Segment Start: The data

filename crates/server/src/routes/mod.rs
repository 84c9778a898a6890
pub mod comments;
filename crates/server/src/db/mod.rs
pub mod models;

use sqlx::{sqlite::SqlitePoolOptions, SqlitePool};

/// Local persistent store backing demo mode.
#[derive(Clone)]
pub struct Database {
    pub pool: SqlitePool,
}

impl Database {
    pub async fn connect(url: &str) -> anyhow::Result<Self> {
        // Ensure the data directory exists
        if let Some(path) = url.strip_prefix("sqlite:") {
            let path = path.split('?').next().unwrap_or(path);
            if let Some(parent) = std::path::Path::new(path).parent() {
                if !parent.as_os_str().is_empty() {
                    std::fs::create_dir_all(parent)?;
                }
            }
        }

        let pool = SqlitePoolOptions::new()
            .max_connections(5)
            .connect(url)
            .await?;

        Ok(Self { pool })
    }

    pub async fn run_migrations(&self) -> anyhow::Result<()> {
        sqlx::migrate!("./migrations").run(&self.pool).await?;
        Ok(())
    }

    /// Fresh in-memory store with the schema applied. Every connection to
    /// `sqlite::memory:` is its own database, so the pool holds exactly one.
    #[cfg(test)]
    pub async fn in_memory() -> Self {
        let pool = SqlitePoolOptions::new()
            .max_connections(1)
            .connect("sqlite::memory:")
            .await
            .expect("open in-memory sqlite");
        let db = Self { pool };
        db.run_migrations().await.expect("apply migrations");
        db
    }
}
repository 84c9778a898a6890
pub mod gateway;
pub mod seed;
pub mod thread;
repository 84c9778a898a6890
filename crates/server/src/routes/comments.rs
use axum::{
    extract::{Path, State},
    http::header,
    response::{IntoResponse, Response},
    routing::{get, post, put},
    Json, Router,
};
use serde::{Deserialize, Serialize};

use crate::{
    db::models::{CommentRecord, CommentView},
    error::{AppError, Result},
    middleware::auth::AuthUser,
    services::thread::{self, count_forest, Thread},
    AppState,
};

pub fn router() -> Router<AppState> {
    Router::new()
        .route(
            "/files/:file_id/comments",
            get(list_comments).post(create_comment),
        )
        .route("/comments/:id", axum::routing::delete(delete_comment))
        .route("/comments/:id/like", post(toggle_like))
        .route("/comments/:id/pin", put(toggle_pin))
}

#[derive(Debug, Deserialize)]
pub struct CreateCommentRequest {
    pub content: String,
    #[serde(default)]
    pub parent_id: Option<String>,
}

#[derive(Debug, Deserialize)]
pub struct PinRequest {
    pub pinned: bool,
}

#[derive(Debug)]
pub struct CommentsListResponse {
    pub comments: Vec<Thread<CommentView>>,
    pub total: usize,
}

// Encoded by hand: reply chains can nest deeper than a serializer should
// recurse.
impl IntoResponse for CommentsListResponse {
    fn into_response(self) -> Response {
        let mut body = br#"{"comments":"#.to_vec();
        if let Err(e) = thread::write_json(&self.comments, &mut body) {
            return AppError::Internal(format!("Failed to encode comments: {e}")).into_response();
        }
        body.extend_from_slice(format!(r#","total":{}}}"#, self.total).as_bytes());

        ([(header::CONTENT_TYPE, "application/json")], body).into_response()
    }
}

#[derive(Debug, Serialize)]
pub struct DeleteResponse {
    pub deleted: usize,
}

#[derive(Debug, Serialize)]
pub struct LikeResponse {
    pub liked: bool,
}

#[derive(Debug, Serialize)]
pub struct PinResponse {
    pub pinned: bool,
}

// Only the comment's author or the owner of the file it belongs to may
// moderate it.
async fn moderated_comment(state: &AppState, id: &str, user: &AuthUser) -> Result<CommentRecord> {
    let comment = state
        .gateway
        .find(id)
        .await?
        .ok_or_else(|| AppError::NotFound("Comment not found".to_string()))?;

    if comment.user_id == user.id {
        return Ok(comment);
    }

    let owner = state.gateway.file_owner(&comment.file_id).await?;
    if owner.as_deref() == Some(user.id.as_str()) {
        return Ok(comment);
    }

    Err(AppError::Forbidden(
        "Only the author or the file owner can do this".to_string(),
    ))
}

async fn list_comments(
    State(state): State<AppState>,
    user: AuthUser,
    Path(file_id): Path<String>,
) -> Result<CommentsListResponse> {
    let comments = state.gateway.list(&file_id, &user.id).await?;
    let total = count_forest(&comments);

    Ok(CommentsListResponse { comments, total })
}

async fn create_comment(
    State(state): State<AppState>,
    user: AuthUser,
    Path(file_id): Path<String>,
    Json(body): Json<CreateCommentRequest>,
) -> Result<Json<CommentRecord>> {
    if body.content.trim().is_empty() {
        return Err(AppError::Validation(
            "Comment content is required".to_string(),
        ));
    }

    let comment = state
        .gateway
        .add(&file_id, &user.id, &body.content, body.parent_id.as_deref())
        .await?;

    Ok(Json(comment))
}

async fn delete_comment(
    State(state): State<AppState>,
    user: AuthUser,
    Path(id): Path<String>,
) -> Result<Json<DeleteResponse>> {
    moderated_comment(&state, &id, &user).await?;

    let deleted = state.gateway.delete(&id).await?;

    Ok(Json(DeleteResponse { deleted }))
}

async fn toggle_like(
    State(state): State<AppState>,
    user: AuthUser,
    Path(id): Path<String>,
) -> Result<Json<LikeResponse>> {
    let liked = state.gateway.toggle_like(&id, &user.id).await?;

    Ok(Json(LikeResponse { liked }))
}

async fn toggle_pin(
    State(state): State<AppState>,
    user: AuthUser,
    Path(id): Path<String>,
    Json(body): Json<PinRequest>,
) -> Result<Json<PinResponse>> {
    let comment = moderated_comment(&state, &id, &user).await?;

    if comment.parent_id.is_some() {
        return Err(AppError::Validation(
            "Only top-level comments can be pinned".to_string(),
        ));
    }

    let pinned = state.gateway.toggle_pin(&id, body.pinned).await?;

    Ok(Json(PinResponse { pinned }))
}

Segment End: The data

▶ What is expected: Would you copy each line of the data exactly as it appears above?

▶ Task solution:
filename crates/server/src/routes/mod.rs
repository 84c9778a898a6890
pub mod comments;
filename crates/server/src/db/mod.rs
pub mod models;

use sqlx::{sqlite::SqlitePoolOptions, SqlitePool};

/// Local persistent store backing demo mode.
#[derive(Clone)]
pub struct Database {
    pub pool: SqlitePool,
}

impl Database {
    pub async fn connect(url: &str) -> anyhow::Result<Self> {
        // Ensure the data directory exists
        if let Some(path) = url.strip_prefix("sqlite:") {
            let path = path.split('?').next().unwrap_or(path);
            if let Some(parent) = std::path::Path::new(path).parent() {
                if !parent.as_os_str().is_empty() {
                    std::fs::create_dir_all(parent)?;
                }
            }
        }

        let pool = SqlitePoolOptions::new()
            .max_connections(5)
            .connect(url)
            .await?;

        Ok(Self { pool })
    }

    pub async fn run_migrations(&self) -> anyhow::Result<()> {
        sqlx::migrate!("./migrations").run(&self.pool).await?;
        Ok(())
    }

    /// Fresh in-memory store with the schema applied. Every connection to
    /// `sqlite::memory:` is its own database, so the pool holds exactly one.
    #[cfg(test)]
    pub async fn in_memory() -> Self {
        let pool = SqlitePoolOptions::new()
            .max_connections(1)
            .connect("sqlite::memory:")
            .await
            .expect("open in-memory sqlite");
        let db = Self { pool };
        db.run_migrations().await.expect("apply migrations");
        db
    }
}
repository 84c9778a898a6890
pub mod gateway;
pub mod seed;
pub mod thread;
repository 84c9778a898a6890
filename crates/server/src/routes/comments.rs
use axum::{
    extract::{Path, State},
    http::header,
    response::{IntoResponse, Response},
    routing::{get, post, put},
    Json, Router,
};
use serde::{Deserialize, Serialize};

use crate::{
    db::models::{CommentRecord, CommentView},
    error::{AppError, Result},
    middleware::auth::AuthUser,
    services::thread::{self, count_forest, Thread},
    AppState,
};

pub fn router() -> Router<AppState> {
    Router::new()
        .route(
            "/files/:file_id/comments",
            get(list_comments).post(create_comment),
        )
        .route("/comments/:id", axum::routing::delete(delete_comment))
        .route("/comments/:id/like", post(toggle_like))
        .route("/comments/:id/pin", put(toggle_pin))
}

#[derive(Debug, Deserialize)]
pub struct CreateCommentRequest {
    pub content: String,
    #[serde(default)]
    pub parent_id: Option<String>,
}

#[derive(Debug, Deserialize)]
pub struct PinRequest {
    pub pinned: bool,
}

#[derive(Debug)]
pub struct CommentsListResponse {
    pub comments: Vec<Thread<CommentView>>,
    pub total: usize,
}

// Encoded by hand: reply chains can nest deeper than a serializer should
// recurse.
impl IntoResponse for CommentsListResponse {
    fn into_response(self) -> Response {
        let mut body = br#"{"comments":"#.to_vec();
        if let Err(e) = thread::write_json(&self.comments, &mut body) {
            return AppError::Internal(format!("Failed to encode comments: {e}")).into_response();
        }
        body.extend_from_slice(format!(r#","total":{}}}"#, self.total).as_bytes());

        ([(header::CONTENT_TYPE, "application/json")], body).into_response()
    }
}

#[derive(Debug, Serialize)]
pub struct DeleteResponse {
    pub deleted: usize,
}

#[derive(Debug, Serialize)]
pub struct LikeResponse {
    pub liked: bool,
}

#[derive(Debug, Serialize)]
pub struct PinResponse {
    pub pinned: bool,
}

// Only the comment's author or the owner of the file it belongs to may
// moderate it.
async fn moderated_comment(state: &AppState, id: &str, user: &AuthUser) -> Result<CommentRecord> {
    let comment = state
        .gateway
        .find(id)
        .await?
        .ok_or_else(|| AppError::NotFound("Comment not found".to_string()))?;

    if comment.user_id == user.id {
        return Ok(comment);
    }

    let owner = state.gateway.file_owner(&comment.file_id).await?;
    if owner.as_deref() == Some(user.id.as_str()) {
        return Ok(comment);
    }

    Err(AppError::Forbidden(
        "Only the author or the file owner can do this".to_string(),
    ))
}

async fn list_comments(
    State(state): State<AppState>,
    user: AuthUser,
    Path(file_id): Path<String>,
) -> Result<CommentsListResponse> {
    let comments = state.gateway.list(&file_id, &user.id).await?;
    let total = count_forest(&comments);

    Ok(CommentsListResponse { comments, total })
}

async fn create_comment(
    State(state): State<AppState>,
    user: AuthUser,
    Path(file_id): Path<String>,
    Json(body): Json<CreateCommentRequest>,
) -> Result<Json<CommentRecord>> {
    if body.content.trim().is_empty() {
        return Err(AppError::Validation(
            "Comment content is required".to_string(),
        ));
    }

    let comment = state
        .gateway
        .add(&file_id, &user.id, &body.content, body.parent_id.as_deref())
        .await?;

    Ok(Json(comment))
}

async fn delete_comment(
    State(state): State<AppState>,
    user: AuthUser,
    Path(id): Path<String>,
) -> Result<Json<DeleteResponse>> {
    moderated_comment(&state, &id, &user).await?;

    let deleted = state.gateway.delete(&id).await?;

    Ok(Json(DeleteResponse { deleted }))
}

async fn toggle_like(
    State(state): State<AppState>,
    user: AuthUser,
    Path(id): Path<String>,
) -> Result<Json<LikeResponse>> {
    let liked = state.gateway.toggle_like(&id, &user.id).await?;

    Ok(Json(LikeResponse { liked }))
}

async fn toggle_pin(
    State(state): State<AppState>,
    user: AuthUser,
    Path(id): Path<String>,
    Json(body): Json<PinRequest>,
) -> Result<Json<PinResponse>> {
    let comment = moderated_comment(&state, &id, &user).await?;

    if comment.parent_id.is_some() {
        return Err(AppError::Validation(
            "Only top-level comments can be pinned".to_string(),
        ));
    }

    let pinned = state.gateway.toggle_pin(&id, body.pinned).await?;

    Ok(Json(PinResponse { pinned }))
}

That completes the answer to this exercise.